McConnell: $800B infrastructure package acceptable
Senate Minority Leader Mitch McConnell (R-Ky.) signaled in a new interview that he is open to an infrastructure spending bill totaling as much as $800 billion.
“The proper price tag for what most of us think of as infrastructure is about six to 800 billion dollars,” McConnell told public television in Kentucky over the weekend.
“What we’ve got here can best be described as a bait and switch,” he added.
McConnell indicated last week that GOP lawmakers were open to a roughly $600 billion bill.
President Biden’s team at the White House has proposed a $2.25 trillion spending proposal that would fund the country’s bridges, roads and tunnels and set aside more funding to help states beat back the coronavirus pandemic.
Biden traveled to red state Louisiana last week to sell the package, which Republicans say is loaded with Democratic pet projects.
“What I’m proposing is badly needed and able to be paid for and still grow — trickle down ain’t working very well, man,” Biden said in Louisiana. “We’ve got to build from the bottom up and the middle out. That’s how we built America.”
McConnell in the new interview highlighted a proposal set forth by Sen. Shelley Moore Capito (R-W.Va.) totaling $568 billion that Republicans have said is more focused and falls within a reasonable price range.
“This is something that Congress has done for many, many years together on a bipartisan basis,” Capito said when introducing the plan. “Our focus today is to say what our concepts are as Republicans [about] what infrastructure means, what our principles are in terms of pay-fors and to say to President Biden and his team and our Democrat colleagues: ‘We’re ready to sit down and get to work on this.’ ”
Biden is set to meet with top lawmakers from both parties this week as the two sides look to hammer out a deal.

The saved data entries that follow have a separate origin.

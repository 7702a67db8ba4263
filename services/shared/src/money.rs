/// Fixed-point monetary amounts
///
/// Every fiat value in the system is an integer number of cents. Rates and
/// crypto quantities arrive as decimals and are converted to cents at the
/// boundary with round-half-to-even, so no balance ever touches binary
/// floating point.
use serde::{Deserialize, Serialize};
use thiserror::Error;

#[derive(Error, Debug, Clone, Copy, PartialEq, Eq)]
pub enum MoneyError {
    #[error("Amount overflow in operation")]
    Overflow,

    #[error("Amount must be positive")]
    NotPositive,

    #[error("Amount is not representable in cents")]
    NotRepresentable,
}

/// Fiat amount in cents, signed
///
/// Positive values are credits to the player, negative values debits. The
/// i64 range covers any plausible bankroll.
#[derive(
    Debug,
    Default,
    Clone,
    Copy,
    PartialEq,
    Eq,
    PartialOrd,
    Ord,
    Hash,
    Serialize,
    Deserialize,
    sqlx::Type,
)]
#[serde(transparent)]
#[sqlx(transparent)]
pub struct Cents(i64);

impl Cents {
    pub const ZERO: Cents = Cents(0);

    pub const fn new(cents: i64) -> Self {
        Self(cents)
    }

    pub const fn from_dollars(dollars: i64) -> Self {
        Self(dollars * 100)
    }

    /// Convert a decimal dollar amount to cents, ties to even.
    pub fn from_f64_dollars(dollars: f64) -> Result<Self, MoneyError> {
        if !dollars.is_finite() {
            return Err(MoneyError::NotRepresentable);
        }
        let cents = (dollars * 100.0).round_ties_even();
        if cents.abs() >= i64::MAX as f64 {
            return Err(MoneyError::NotRepresentable);
        }
        Ok(Self(cents as i64))
    }

    pub const fn as_cents(self) -> i64 {
        self.0
    }

    /// Decimal dollar view, for display and provider-facing conversions only.
    pub fn to_f64_dollars(self) -> f64 {
        self.0 as f64 / 100.0
    }

    pub const fn is_positive(self) -> bool {
        self.0 > 0
    }

    pub const fn is_negative(self) -> bool {
        self.0 < 0
    }

    pub const fn abs(self) -> Self {
        Self(self.0.abs())
    }

    pub const fn neg(self) -> Self {
        Self(-self.0)
    }

    pub fn checked_add(self, other: Cents) -> Result<Self, MoneyError> {
        self.0
            .checked_add(other.0)
            .map(Self)
            .ok_or(MoneyError::Overflow)
    }

    pub fn checked_sub(self, other: Cents) -> Result<Self, MoneyError> {
        self.0
            .checked_sub(other.0)
            .map(Self)
            .ok_or(MoneyError::Overflow)
    }

    /// `self * num / den` with banker's rounding, computed in i128.
    ///
    /// This is the single payout primitive: multipliers are expressed as
    /// integer ratios so results are exact to the cent.
    pub fn mul_ratio(self, num: i64, den: i64) -> Result<Self, MoneyError> {
        if den <= 0 {
            return Err(MoneyError::NotPositive);
        }
        let scaled = (self.0 as i128)
            .checked_mul(num as i128)
            .ok_or(MoneyError::Overflow)?;
        let cents = div_round_half_even(scaled, den as i128);
        i64::try_from(cents)
            .map(Self)
            .map_err(|_| MoneyError::Overflow)
    }
}

impl std::ops::Add for Cents {
    type Output = Cents;

    fn add(self, other: Cents) -> Cents {
        Cents(self.0 + other.0)
    }
}

impl std::ops::Sub for Cents {
    type Output = Cents;

    fn sub(self, other: Cents) -> Cents {
        Cents(self.0 - other.0)
    }
}

impl std::iter::Sum for Cents {
    fn sum<I: Iterator<Item = Cents>>(iter: I) -> Cents {
        Cents(iter.map(|c| c.0).sum())
    }
}

impl std::fmt::Display for Cents {
    fn fmt(&self, f: &mut std::fmt::Formatter<'_>) -> std::fmt::Result {
        let sign = if self.0 < 0 { "-" } else { "" };
        let abs = self.0.unsigned_abs();
        write!(f, "{}${}.{:02}", sign, abs / 100, abs % 100)
    }
}

/// Floor division adjusted to round-half-even. `den` must be positive.
fn div_round_half_even(num: i128, den: i128) -> i128 {
    let q = num.div_euclid(den);
    let r = num.rem_euclid(den);
    let twice = 2 * r;
    if twice > den || (twice == den && q % 2 != 0) {
        q + 1
    } else {
        q
    }
}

“They will have a dialogue about policy areas of mutual agreement and identifying common ground on which they can work together and deliver results on the challenges facing American families,” a White House official told the Hill last week in reference to the planned talks. “The president is eager to talk in person with the Congressional leaders about how they can partner on the goals of restoring trust in government, ensuring that government delivers for the American people, and keeping the nation safe and competitive in the world.”
Biden has said he intends to pay for the massive spending measure by raising the tax rate on wealthy Americans. McConnell has balked at that idea and has said the 2017 tax overhaul was one of the GOP’s prime accomplishments over the last 10 years.
McConnell in the interview predicted Democrats will “see if they can pass this thing by getting everybody in line,” but if they fail, his caucus will only be open to paying for a spending package through more traditional measures like increasing the gas tax
“The best way to pay for infrastructure is with the people who use it,” McConnell said.